In the digital age, there exists an abundance of digitized sources. Text analysis deals with large corpora of sources and how to access this vast and mostly available historical record, from nineteenth-century British novels to Early American newspapers. Humanities scholars wishing to use these sources should know how to navigate this revolutionary digitization of material. Numerous methodologies allow for this navigation, such as topic modeling, word frequencies, token distribution analysis, and even network analysis, but they do come with caveats.
Most of these tools involve distant reading, discussed by Italian literary scholar Franco Moretti. Distantly reading the entire run of an eighteenth-century newspaper could allow patterns to emerge that otherwise wouldn’t with traditional close reading. One of the central ideas in text analysis is that distant reading complements close reading. Textual analysis of over one million words provides context for each source closely read. It generates new research questions and puts the hundreds of sources in context with the thousands and millions of words in text. Then hopefully, the digital methodology illuminates patterns or anomalies in the sources that prompt close reading and analysis. It is a matter of scale. The scholar can “read” a large amount, closely read a selection, then interpret and provide a representative argument for the corpus.

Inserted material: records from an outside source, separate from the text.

//! Cubic-bezier easing curves.

use std::time::Duration;

/// Curve used by the lightbox chrome.
pub const LIGHTBOX_EASING: CubicBezier = CubicBezier {
    x1: 0.075,
    y1: 0.82,
    x2: 0.165,
    y2: 1.0,
};

/// Length of one lightbox chrome transition.
pub const LIGHTBOX_DURATION: Duration = Duration::from_millis(300);

const NEWTON_ITERATIONS: usize = 8;
const BISECTION_ITERATIONS: usize = 32;
const EPSILON: f32 = 1e-6;

/// A CSS-style cubic bezier with endpoints fixed at (0, 0) and (1, 1).
#[derive(Debug, Clone, Copy, PartialEq)]
pub struct CubicBezier {
    x1: f32,
    y1: f32,
    x2: f32,
    y2: f32,
}

impl CubicBezier {
    /// `x1` and `x2` are clamped to [0, 1] so the curve stays a function of x.
    pub fn new(x1: f32, y1: f32, x2: f32, y2: f32) -> Self {
        Self {
            x1: x1.clamp(0.0, 1.0),
            y1,
            x2: x2.clamp(0.0, 1.0),
            y2,
        }
    }

    /// Eased progress for linear progress `t`, clamped to [0, 1].
    pub fn solve(&self, t: f32) -> f32 {
        let x = t.clamp(0.0, 1.0);
        if x == 0.0 || x == 1.0 {
            return x;
        }
        Self::sample(self.y1, self.y2, self.param_for_x(x))
    }

    /// Curve parameter `u` such that `x(u) == x`.
    fn param_for_x(&self, x: f32) -> f32 {
        let mut u = x;
        for _ in 0..NEWTON_ITERATIONS {
            let err = Self::sample(self.x1, self.x2, u) - x;
            if err.abs() < EPSILON {
                return u;
            }
            let slope = Self::slope(self.x1, self.x2, u);
            if slope.abs() < EPSILON {
                break;
            }
            u -= err / slope;
        }

        let (mut lo, mut hi) = (0.0_f32, 1.0_f32);
        u = x;
        for _ in 0..BISECTION_ITERATIONS {
            let sample = Self::sample(self.x1, self.x2, u);
            if (sample - x).abs() < EPSILON {
                break;
            }
            if sample < x {
                lo = u;
            } else {
                hi = u;
            }
            u = (lo + hi) / 2.0;
        }
        u
    }

    // B(u) = 3(1-u)^2 u p1 + 3(1-u) u^2 p2 + u^3
    fn sample(p1: f32, p2: f32, u: f32) -> f32 {
        let a = 1.0 - 3.0 * p2 + 3.0 * p1;
        let b = 3.0 * p2 - 6.0 * p1;
        let c = 3.0 * p1;
        ((a * u + b) * u + c) * u
    }

    fn slope(p1: f32, p2: f32, u: f32) -> f32 {
        let a = 1.0 - 3.0 * p2 + 3.0 * p1;
        let b = 3.0 * p2 - 6.0 * p1;
        let c = 3.0 * p1;
        (3.0 * a * u + 2.0 * b) * u + c
    }
}

#[cfg(test)]
mod tests {
    use super::*;

    fn close(a: f32, b: f32) -> bool {
        (a - b).abs() < 1e-3
    }

    #[test]
    fn endpoints_are_fixed() {
        assert_eq!(LIGHTBOX_EASING.solve(0.0), 0.0);
        assert_eq!(LIGHTBOX_EASING.solve(1.0), 1.0);
        assert_eq!(LIGHTBOX_EASING.solve(-3.0), 0.0);
        assert_eq!(LIGHTBOX_EASING.solve(7.0), 1.0);
    }

    #[test]
    fn diagonal_control_points_are_linear() {
        let linear = CubicBezier::new(0.25, 0.25, 0.75, 0.75);
        for i in 0..=20 {
            let t = i as f32 / 20.0;
            assert!(close(linear.solve(t), t), "t = {}", t);
        }
    }

    #[test]
    fn lightbox_curve_is_monotonic_and_front_loaded() {
        let mut previous = 0.0;
        for i in 1..=100 {
            let value = LIGHTBOX_EASING.solve(i as f32 / 100.0);
            assert!(value >= previous - 1e-4);
            previous = value;
        }
        // Ease-out: most of the travel happens early.
        assert!(LIGHTBOX_EASING.solve(0.25) > 0.75);
    }

    #[test]
    fn css_ease_matches_reference_value() {
        // `ease` at x = 0.5 is ~0.8024.
        let ease = CubicBezier::new(0.25, 0.1, 0.25, 1.0);
        assert!(close(ease.solve(0.5), 0.8024));
    }

    #[test]
    fn duration_is_300ms() {
        assert_eq!(LIGHTBOX_DURATION.as_millis(), 300);
    }
}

Another issue of text analysis is whether the technology drives the historical questions and whether distant reading really tells us anything surprising. When typing in a search term or terms, the scholar is already expecting to find that pattern in the text, as Cohen and Gibbs made clear in “A Conversation with Data: Prospecting Victorian Words and Ideas.” The supposed advantage of topic modeling is that the program generates topics of collocated words across the “bag of words,” rather than someone manually defining the search terms. The scholar determines which words to omit from the computational analysis, or stop words, determines the number of topics generated, and assigns meaning to those topics and explores them across texts and time. In “Quantifying Kissinger,” Micki Kaufman states that she used forty topics for that corpus because Robert Nelson did so in Mining the Dispatch. Matthew Jockers, in Macroanalysis: Digital Methods and Literary History, generated about five hundred topics for his data set of over 3,000 nineteenth-century books, consulting with numerous colleagues across disciplines to name them. Would their research change with different numbers of topics, or with different ways of interpreting and visualizing those topics?
Benjamin Schmidt argues in “Words Alone: Dismantling Topic Models in the Humanities,” that scholars need to focus on the actual words in the topic and compare them, because this methodology can be misleading. I have to agree with his caveats with this methodology, as I played around with topic modeling in the second semester of Digital Humanities coursework at GMU and confronted problems. In an attempt to distantly read a small corpus of nineteenth-century medical journal articles on hysteria in Clio II, I used topic modeling. I wanted to compare case studies of male and female hysteria in the nineteenth-century to explore the differences and/or similarities in symptoms, diagnoses, prognoses, and proposed cures and therapies. I wanted to analyze those results in the context of American medical discourse about the body, mind, and gender.
I learned a lot about how to not approach text analysis. First, I only used a limited number of search terms to find the articles in ProQuest and other databases with digitized medical journals. I searched for “hysteria” and “hysterical.” I only found about seventy case studies for males and females combined, but those often discussed more than one patient. In only using those search terms, I probably (definitely) missed out on other names and ideas of “hysteria” in the nineteenth-century. Amassing a much larger corpus of medical journals devoted to mental illness and separating the articles on gender would provide a more exploratory and less contrived experience. It would also provide a better context in which to situate ideas about hysteria.
Secondly, because my corpus was not large enough to generate more accurate topic models, the models changed from ten to twenty to forty topics. In comparing the two genders together, a set of words suggesting the reproductive system appeared, but it did not appear in the topics generated for the genders separately. That seemed like an important anomaly, because the root of “hysteria” is Greek for uterus. Third, I experienced trouble naming the topics and was not wholly satisfied with the ones I had interpreted. The project resulted in more of a proposal for a better use of topic modeling for the research questions. As in the projects for this week, text analysis seems to work better as a methodology for exploring an already amassed corpus or corpora of text. It is very useful for “reading” patterns and anomalies that then generate interesting research questions for close reading.